Selma Rainio (until 1905 Lilius, 21 March 1873, Saarijärvi, Finland – 5 January 1939, Onandjokwe, South West Africa) was a Finnish missionary with the Finnish Missionary Society, the first Finnish medical missionary, who founded the Onandjokwe Hospital in the Ondonga tribal area in Ovamboland. She also worked in the Engela Hospital. In Ovamboland, she was known as Kuku Selma ‘grandmother Selma’.

==Early life and studies==
Rainio was born in a Saarijärvi clergy house. Her parents were Chaplain Anton Lilius and Amanda Sofia Perden. Her father Anton represented the clergy in the Diet of Finland for four terms during 1872–1885.

Raino was one of 10 children. The total number of children was 14, but four of them died in infancy. One of the sisters was Lilli Rainio, who became known as collector of folklore and as an author.

Rainio studied in a private school for girls in Jyväskylä and was issued a diploma when she was 17. After finishing the school she returned home, where she took care of her father, who was paralyzed for the last three years of his life. While taking care of her father, she got the idea that she would study to be a doctor, even though there were no women doctors in Finland at the time. She matriculated from the Helsinki Co-educational School in the spring of 1896. While preparing for the matriculation, she lived together with her sister Lilli in the house of the widow of missionary Weikkolin. Ida Weikkolin told the sisters many a tale from the Ovamboland mission field. It was probably the stories of Mrs. Weikkolin that gave Rainio the incentive to volunteer for missionary work.

Rainio started her studies in the Helsinki University School of Medicine the same autumn. During her studies Rainio was active in the Häme Nation of the university, where she strove to get women equal rights. She also was active in delivering lectures on Finnish Nationalism and Russia's attempts to prevent Finland from gaining her independence.

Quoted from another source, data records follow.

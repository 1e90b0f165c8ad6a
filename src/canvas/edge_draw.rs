//! Edge Draw Controller.
//!
//! While drawing, only the rubber-band endpoint moves.  The graph is touched
//! once, on release, and only if the release landed on a connector.

use crate::canvas::geometry::{self, ConnectorDescriptor};
use crate::canvas::hit::HitTarget;
use crate::config::NodeTypeRegistry;
use crate::models::{ConnectorRef, Node, Position};

#[derive(Clone, Debug, PartialEq)]
pub struct EdgeDrawSession {
    pub from: ConnectorRef,
    pub from_position: Position,
    /// Live rubber-band endpoint, canvas space.
    pub pointer: Position,
}

/// Result of releasing the pointer while drawing.
#[derive(Clone, Debug, PartialEq)]
pub enum DropOutcome {
    /// Released over a connector; the caller validates and commits.
    Connect { from: ConnectorRef, to: ConnectorDescriptor },
    Cancel,
}

impl EdgeDrawSession {
    /// `None` when the start connector cannot be resolved.
    pub fn start(registry: &NodeTypeRegistry, nodes: &[Node], from: ConnectorRef, pointer: Position) -> Option<Self> {
        let node = nodes.iter().find(|n| n.id == from.node_id)?;
        let from_position = geometry::connector_position(registry, node, &from.connector_id)?;
        Some(Self {
            from,
            from_position,
            pointer,
        })
    }

    pub fn track(&mut self, pointer: Position) {
        self.pointer = pointer;
    }

    /// Resolve the drop target.  Anything other than a known connector on a
    /// live node cancels.
    pub fn finish(&self, registry: &NodeTypeRegistry, nodes: &[Node], target: &HitTarget) -> DropOutcome {
        let Some(to) = target.drop_connector() else {
            return DropOutcome::Cancel;
        };
        let Some(node) = nodes.iter().find(|n| n.id == to.node_id) else {
            return DropOutcome::Cancel;
        };
        match geometry::connector_descriptor(registry, node, &to.connector_id) {
            Some(descriptor) => DropOutcome::Connect {
                from: self.from.clone(),
                to: descriptor,
            },
            None => DropOutcome::Cancel,
        }
    }
}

She also participated in the activities of the Women's Christian Association of Finland, which had been founded in 1897.

Towards the end of 1902, Rainio completed the theory section of her degree in medicine, and early the following year she started her internships in the hospitals of Helsinki. In early 1908, she graduated with a degree in medicine. Elina Ojala, who wrote a master's degree in church history on the life of Rainio, believes that Rainio felt the calling to become a medical missionary sometime during 1903–1905. Before departing for Africa, she studied in Hamburg, in the Institut für Tropenhygiene, and in Tübingen, in the Deutsches Institut für Ärztliche Mission.

==Rainio’s first term in Ovamboland 1908–1919==
Rainio arrived in Ovamboland on 14 December 1908. She started her work at the Oniipa mission station. Even during her first month there, she treated between 40 and 50 patients every day. She had no time to study the Oshindonga language, but had to ask other missionaries to interpret for her. When she arrived in Ovamboland, the area suffered from the great famine of 1907–08. During the first year, 7 525 patients were helped, which meant 25 patients per day on average. The number became smaller when a small fee began to be charged from the patients. On the other hand, the patients did not continue their treatments long enough. When the worst pains were over, they thought they were well again and hurried for work in the fields, especially the women.

In 1910, Rainio travelled to all the Finnish mission stations in the area. She paid particular attention to the eye diseases of the Ovambos and observed that midwives would be needed to help with childbirths. She would have wanted a horse for urgent home calls, but the board of trustees of the FMS thought it was too expensive to maintain such an animal.

===Founding of the Onandjokwe Hospital===

In January 1911, a hospital building was completed next to Oniipa. It had a corrugated metal roof, the first of its kind in Ovamboland. The building had living quarters, and a combined polyclinic and pharmacy in one room, another room for the necessary operations, and a room for missionary patients. The Ovambos were cared for in huts, of which there were first eight and more were built later. The hospital was inaugurated in a mission feast held in July 1911. The inauguration was performed by the assistant director of the FMS, Rev. Hannu Haahti together with the head of the mission in Ovamboland, Rev. Martti Rautanen. The hospital was called Onandjokwe, ‘the place of wild geese’.

During the same dry season, the first trained nurses arrived there, Karin Hirn in August and Ida Ålander in August. The latter had spent some time in Windhoek getting familiar in the work of a midwife. Also two Ovambo evangelists were hired, and they took care of preaching the Gospel to the patients.

During the inspection trip of Rev. Haahti, Rainio was able to achieve a breakthrough for the medical mission: during the inspection meetings were held about the Finnish missionary work, and Rainio was allowed to write preliminary thoughts on the medical work, and the decisions were taken on the basis of her thoughts.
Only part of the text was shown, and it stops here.